SUBJECTS AND METHODS

The study was performed on 70 children with (β-TM) and 20 apparently healthy children matched for age and sex as a control group. For all the enrolled children, a comprehensive medical history was obtained and complete physical examination was performed, blood urea, serum creatinine, serum ferritin, estimated glomerular filtration rate (eGFR) by Schwartz formula and creatinine clearance, albumin/creatinine ratio in urine, serum cystatin-C levels and β-2 microglobulin were measured.

RESULTS

Thalassemic children had significantly higher cystatin-C and β-2 microglobulin levels compared with control.

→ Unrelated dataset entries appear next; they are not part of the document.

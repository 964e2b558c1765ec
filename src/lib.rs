#![forbid(unsafe_code)]
#![deny(clippy::all)]
#![deny(unreachable_pub)]
#![deny(clippy::correctness)]
#![deny(clippy::suspicious)]
#![deny(clippy::style)]
#![deny(clippy::complexity)]
#![deny(clippy::perf)]
#![deny(clippy::pedantic)]
#![deny(clippy::std_instead_of_core)]

//! Unified NSGA-III (U-NSGA-III) many-objective optimization.
//!
//! A run seeds a population over a box of decision variables, asks the
//! caller to score it on several competing objectives, and then alternates
//! offspring generation and survival selection for a fixed number of
//! generations. Selection sorts the pool into Pareto fronts, normalizes
//! objectives against the ideal point and the extreme-point hyperplane, and
//! fills the last partial front by niching around Das & Dennis reference
//! directions, so the surviving front stays spread out even with six or more
//! objectives.
//!
//! When the evaluator also returns validation fitness, every candidate gets
//! a validation rank next to its training rank and a pluggable diagnostic
//! flags candidates whose ranks drift apart.
//!
//! # Getting Started
//!
//! ```
//! use unsga3::prelude::*;
//!
//! let mut optimizer = Unsga3::builder()
//!     .dimensions(vec![
//!         SolutionDimension::new(0.0, 1.0).unwrap(),
//!         SolutionDimension::new(0.0, 1.0).unwrap(),
//!     ])
//!     .num_objectives(2)
//!     .max_generations(20)
//!     .seed(3)
//!     .build(|population: &mut [Candidate], generation: usize| {
//!         for (i, c) in population.iter_mut().enumerate() {
//!             c.annotate("id", format!("g{generation}_c{i}"));
//!         }
//!         let training = population
//!             .iter()
//!             .map(|c| {
//!                 let (x, y) = (c.solution[0], c.solution[1]);
//!                 vec![x, (1.0 + y) * (1.0 - x.sqrt())]
//!             })
//!             .collect();
//!         Ok::<_, Error>(Evaluation::training(training))
//!     })
//!     .unwrap();
//!
//! let result = optimizer.run().unwrap();
//! for candidate in result.pareto_front() {
//!     println!("{candidate}");
//! }
//! ```
//!
//! # Core Concepts
//!
//! | Type | Role |
//! |------|------|
//! | [`Unsga3`] | Drives the generational loop; built with [`Unsga3Builder`]. |
//! | [`SolutionDimension`] | Bounds and optional granularity of one decision variable. |
//! | [`Candidate`] | A solution with its training, validation and active fitness, rank and annotations. |
//! | [`ParetoFitness`] | An objective vector that is either empty or scored, with Pareto dominance. |
//! | [`FitnessEvaluator`](evaluator::FitnessEvaluator) | Scores a batch of candidates each generation. |
//! | [`Inspector`](evaluator::Inspector) | Observes the selected population after each generation. |
//! | [`Variation`](variation::Variation) | Produces offspring; [`SbxVariation`](variation::SbxVariation) by default. |
//!
//! The selection building blocks are public for direct use:
//! [`pareto`], [`reference_points`], [`normalize`], [`niching`] and
//! [`selection`].
//!
//! # Feature Flags
//!
//! | Flag | What it enables | Default |
//! |------|----------------|---------|
//! | `serde` | `Serialize`/`Deserialize` on data types and run results | off |
//! | `parallel` | Per-candidate dominance, normalization and association on the rayon pool | off |
//! | `tracing` | Structured log events via [`tracing`](https://docs.rs/tracing) for runs and generations | off |

/// Emit a `tracing::info!` event when the `tracing` feature is enabled.
/// No-op otherwise.
#[cfg(feature = "tracing")]
macro_rules! trace_info {
    ($($arg:tt)*) => { tracing::info!($($arg)*) };
}

#[cfg(not(feature = "tracing"))]
macro_rules! trace_info {
    ($($arg:tt)*) => {};
}

/// Emit a `tracing::debug!` event when the `tracing` feature is enabled.
/// No-op otherwise.
#[cfg(feature = "tracing")]
macro_rules! trace_debug {
    ($($arg:tt)*) => { tracing::debug!($($arg)*) };
}

#[cfg(not(feature = "tracing"))]
macro_rules! trace_debug {
    ($($arg:tt)*) => {};
}

mod candidate;
pub mod dimension;
mod error;
pub mod evaluator;
mod fitness;
pub mod niching;
pub mod normalize;
mod optimizer;
pub mod overfit;
pub mod pareto;
pub mod reference_points;
mod rng_util;
pub mod selection;
pub mod variation;

pub use candidate::{AttrValue, Candidate, FitnessSource};
pub use dimension::SolutionDimension;
pub use error::{Error, Result};
pub use evaluator::{Evaluation, FitnessEvaluator, GenerationSnapshot, Inspector};
pub use fitness::ParetoFitness;
pub use optimizer::{GenerationRecord, RunResult, Unsga3, Unsga3Builder};
pub use reference_points::{ReferenceDirections, build_reference_points};

/// Convenient wildcard import for the most common types.
///
/// ```
/// use unsga3::prelude::*;
/// ```
pub mod prelude {
    pub use crate::candidate::{AttrValue, Candidate, FitnessSource};
    pub use crate::dimension::SolutionDimension;
    pub use crate::error::{Error, Result};
    pub use crate::evaluator::{Evaluation, FitnessEvaluator, GenerationSnapshot, Inspector};
    pub use crate::fitness::ParetoFitness;
    pub use crate::optimizer::{GenerationRecord, RunResult, Unsga3, Unsga3Builder};
    pub use crate::overfit::{OverfitDiagnostic, RankDivergence};
    pub use crate::reference_points::{ReferenceDirections, build_reference_points};
    pub use crate::variation::{SbxVariation, Variation};
}
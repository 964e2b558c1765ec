use std::cell::RefCell;
use std::rc::Rc;

use unsga3::prelude::*;

use crate::test_functions::zdt1;
use crate::{evaluate_with, unit_dimensions};

/// Collects what it sees, like a plotting hook would.
#[derive(Default)]
struct Seen {
    generations: Vec<usize>,
    population_sizes: Vec<usize>,
    front_sizes: Vec<usize>,
    ranks: Vec<Vec<usize>>,
}

struct GenerationalInspector(Rc<RefCell<Seen>>);

impl Inspector for GenerationalInspector {
    fn inspect(&mut self, snapshot: &GenerationSnapshot<'_>) {
        let mut state = self.0.borrow_mut();
        state.generations.push(snapshot.generation);
        state.population_sizes.push(snapshot.population.len());
        state.front_sizes.push(snapshot.fronts.first().map_or(0, Vec::len));
        state
            .ranks
            .push(snapshot.population.iter().map(|c| c.rank).collect());
    }
}

#[test]
fn test_inspector_sees_every_generation() {
    let seen = Rc::new(RefCell::new(Seen::default()));

    let mut optimizer = Unsga3::builder()
        .dimensions(unit_dimensions(3))
        .num_objectives(2)
        .max_generations(5)
        .inspector(GenerationalInspector(Rc::clone(&seen)))
        .seed(17)
        .build(evaluate_with(zdt1))
        .unwrap();
    let result = optimizer.run().unwrap();

    let seen = seen.borrow();
    assert_eq!(seen.generations, vec![0, 1, 2, 3, 4]);
    assert!(seen.population_sizes.iter().all(|&n| n == 8));
    assert!(seen.front_sizes.iter().all(|&n| n > 0));
    let last_ranks: Vec<usize> = result.population.iter().map(|c| c.rank).collect();
    assert_eq!(seen.ranks.last(), Some(&last_ranks));
}

#[test]
fn test_closure_inspector_sees_reference_directions() {
    let counts = Rc::new(RefCell::new(Vec::new()));
    let sink = Rc::clone(&counts);

    let mut optimizer = Unsga3::builder()
        .dimensions(unit_dimensions(2))
        .num_objectives(3)
        .reference_point_increments(4)
        .max_generations(3)
        .inspector(move |snapshot: &GenerationSnapshot<'_>| {
            let on_directions = snapshot
                .population
                .iter()
                .all(|c| c.reference_direction.is_some_and(|d| d < snapshot.reference_directions.len()));
            sink.borrow_mut()
                .push((snapshot.reference_directions.len(), snapshot.shortfall, on_directions));
        })
        .seed(18)
        .build(evaluate_with(|x| vec![x[0], x[1], 2.0 - x[0] - x[1]]))
        .unwrap();
    optimizer.run().unwrap();

    assert_eq!(*counts.borrow(), vec![(10, 0, true); 3]);
}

In addition, serum cystatin-C and β-2 microglobulin were positively correlated with urea, creatinine, serum ferritin, albumin/creatinine ratio, duration of chelation therapy and frequency of blood transfusion/year and negatively correlated with creatinine clearance, hemoglobin, and eGFR. Our data demonstrated that cystatin-C and β-2 microglobulin had higher sensitivity and specificity (91.4%, 90.0%, and 85.7%, 100%, respectively) than serum creatinine and creatinine clearance (83.0%, 100% and 81.4%, 100%, respectively) for small changes in GFR.

CONCLUSION

Cystatin-C and β-2 microglobulin are specific and sensitive early biomarkers for monitoring glomerular and tubular dysfunction in children with β-TM.